Alcove Spring, Hollenberg Pony Express Station and lizard-inhabited old burying grounds with small blank rocks as anonymous headstones bring back the frontier. One can roll with Cartwright over the blue-green hills and swells along the Little Blue, cresting rise after rise with awesome views of an ocean of rippling chest-high flowering grasses, each time dipping back into hollows redolent with mint and fragrant herbs crushed under wagon tires, hooves and boots. A theatrically Gotterdammerung sunset lights the river blue and gold, and then there is cricket song and dark.
MINDEN, NEB. Somewhere in the long twilight of the night before the rolling country has changed to Platte flat-lands, the lush high grass has begun to give way to short dry buffalo grass and wild wheat, and the once muddy rivers meander through low sand hills. They are now so clear that big fish seem to walk through the shallow water on their ventral fins. Signs are planted in the center of Minden's Main Street, across from the white-domed courthouse in its leafy square. They announce, "Legion Baseball Today."

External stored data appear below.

//! # Mowerlink Domain
//!
//! Domain types and models for the mower cloud client.
//!
//! This crate contains:
//! - Session and exported auth-state types
//! - Device records, raw status bags and the normalized mower state
//! - The closed error taxonomy that drives retry decisions
//! - Vendor constants (result codes, endpoint paths, property keys)
//! - Client configuration and its validation
//!
//! ## Architecture
//! - Depends only on `mowerlink-common`, for the secret wrapper
//! - No I/O; everything here is pure data and pure functions

pub mod config;
pub mod constants;
pub mod errors;
pub mod types;

// Re-export commonly used items
pub use config::{ClientConfig, RetrySettings};
pub use errors::*;
pub use types::*;
//! Vendor OAuth token-endpoint signing
//!
//! `hex(HMAC-SHA256(hex(md5(client_secret)), client_id + timestamp + path + json))`
//! where `json` is the compact serialization of the request object. Field
//! order is whatever the request struct declares; nothing is sorted.

use md5::{Digest, Md5};
use mowerlink_common::SecretString;
use mowerlink_domain::{ClientError, Result};
use serde::Serialize;

use super::hmac_sha256;

/// OAuth client id header
pub const HEADER_CLIENT_ID: &str = "Client-Id";
/// Request timestamp header, epoch milliseconds
pub const HEADER_TIMESTAMP: &str = "Timestamp";
/// Hex signature header
pub const HEADER_SIGNATURE: &str = "Signature";

/// Signature plus the exact body and timestamp it covers.
#[derive(Debug, Clone, PartialEq, Eq)]
pub struct OAuthSignature {
    /// Hex HMAC-SHA256 signature
    pub signature: String,
    /// Timestamp covered by the signature
    pub timestamp: String,
    /// Exact JSON body covered by the signature; send it verbatim
    pub body_json: String,
}

impl OAuthSignature {
    /// Headers carrying the signature for `client_id`.
    pub fn headers(&self, client_id: &str) -> Vec<(String, String)> {
        vec![
            (HEADER_CLIENT_ID.to_string(), client_id.to_string()),
            (HEADER_TIMESTAMP.to_string(), self.timestamp.clone()),
            (HEADER_SIGNATURE.to_string(), self.signature.clone()),
        ]
    }
}

/// Token-endpoint signer holding the OAuth client credentials.
#[derive(Debug, Clone)]
pub struct OAuthSigner {
    client_id: String,
    client_secret: SecretString,
}

impl OAuthSigner {
    /// Signer for the given OAuth client.
    pub fn new(client_id: impl Into<String>, client_secret: impl Into<SecretString>) -> Self {
        Self { client_id: client_id.into(), client_secret: client_secret.into() }
    }

    /// OAuth client id.
    pub fn client_id(&self) -> &str {
        &self.client_id
    }

    /// Sign `request` as compact JSON for a POST to `path`.
    pub fn sign<T: Serialize>(&self, request: &T, path: &str, timestamp_ms: u64) -> Result<OAuthSignature> {
        let body_json = serde_json::to_string(request)
            .map_err(|e| ClientError::InvalidState(format!("cannot serialize token request: {e}")))?;
        let timestamp = timestamp_ms.to_string();

        let key = hex::encode(Md5::digest(self.client_secret.expose().as_bytes()));
        let message = format!("{}{timestamp}{path}{body_json}", self.client_id);
        let signature = hex::encode(hmac_sha256(key.as_bytes(), message.as_bytes())?);

        Ok(OAuthSignature { signature, timestamp, body_json })
    }
}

FORT KEARNEY, NEB. This section of the diary is lost. But Port Kearney was a major supply post for emigrants, and Cartwright surely stopped here, as almost all pioneers did. During the summer of 1849 there were as many as 500 wagons clustered around Fort Kearney and at the nearby trading post of Dobetown, and 175 soldiers stationed at the fort itself.

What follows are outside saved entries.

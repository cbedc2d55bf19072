//! Recording sleeper for deterministic retry tests

use std::sync::{Arc, Mutex};
use std::time::Duration;

use async_trait::async_trait;

use crate::time::Sleeper;

/// Records each requested delay and returns without waiting.
///
/// Clones share the same log.
#[derive(Debug, Clone, Default)]
pub struct RecordingSleeper {
    delays: Arc<Mutex<Vec<Duration>>>,
}

impl RecordingSleeper {
    /// Create an empty recorder
    pub fn new() -> Self {
        Self::default()
    }

    /// Delays requested so far, in call order
    pub fn recorded(&self) -> Vec<Duration> {
        self.delays.lock().map(|d| d.clone()).unwrap_or_default()
    }

    /// Number of sleeps requested (including zero-length ones)
    pub fn count(&self) -> usize {
        self.delays.lock().map(|d| d.len()).unwrap_or_default()
    }

    /// Sum of every requested delay
    pub fn total(&self) -> Duration {
        self.recorded().into_iter().sum()
    }
}

#[async_trait]
impl Sleeper for RecordingSleeper {
    async fn sleep(&self, duration: Duration) {
        if let Ok(mut delays) = self.delays.lock() {
            delays.push(duration);
        }
        tokio::task::yield_now().await;
    }
}

#[cfg(test)]
mod tests {
    use super::*;

    #[tokio::test]
    async fn records_delays_in_order() {
        let sleeper = RecordingSleeper::new();
        let shared = sleeper.clone();

        sleeper.sleep(Duration::from_millis(10)).await;
        shared.sleep(Duration::from_millis(30)).await;

        assert_eq!(sleeper.recorded(), vec![Duration::from_millis(10), Duration::from_millis(30)]);
        assert_eq!(sleeper.count(), 2);
        assert_eq!(sleeper.total(), Duration::from_millis(40));
    }
}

Westward from Fort Kearney, the still unspoiled natural grassland presses in upon the irrigated cropland along the Platte. The grassland turns in the south into low, sun-flooded, buff-colored hills, familiar as the backdrops for Remington paintings of pony soldiers in pursuit of aborigines. One range of higher hills, from which silent Sioux watched wagon trains, swells up for some height, but subsides again. Not until the ascent of the divide between the North Fork and the South Fork of the Platte did the wagoneers get a taste of the mountains to come. A trail of precious possessions, discarded, would later mark the long upgrades, but at first the prospect of those weirdly configured hills was exhilarating after the weeks of flatness.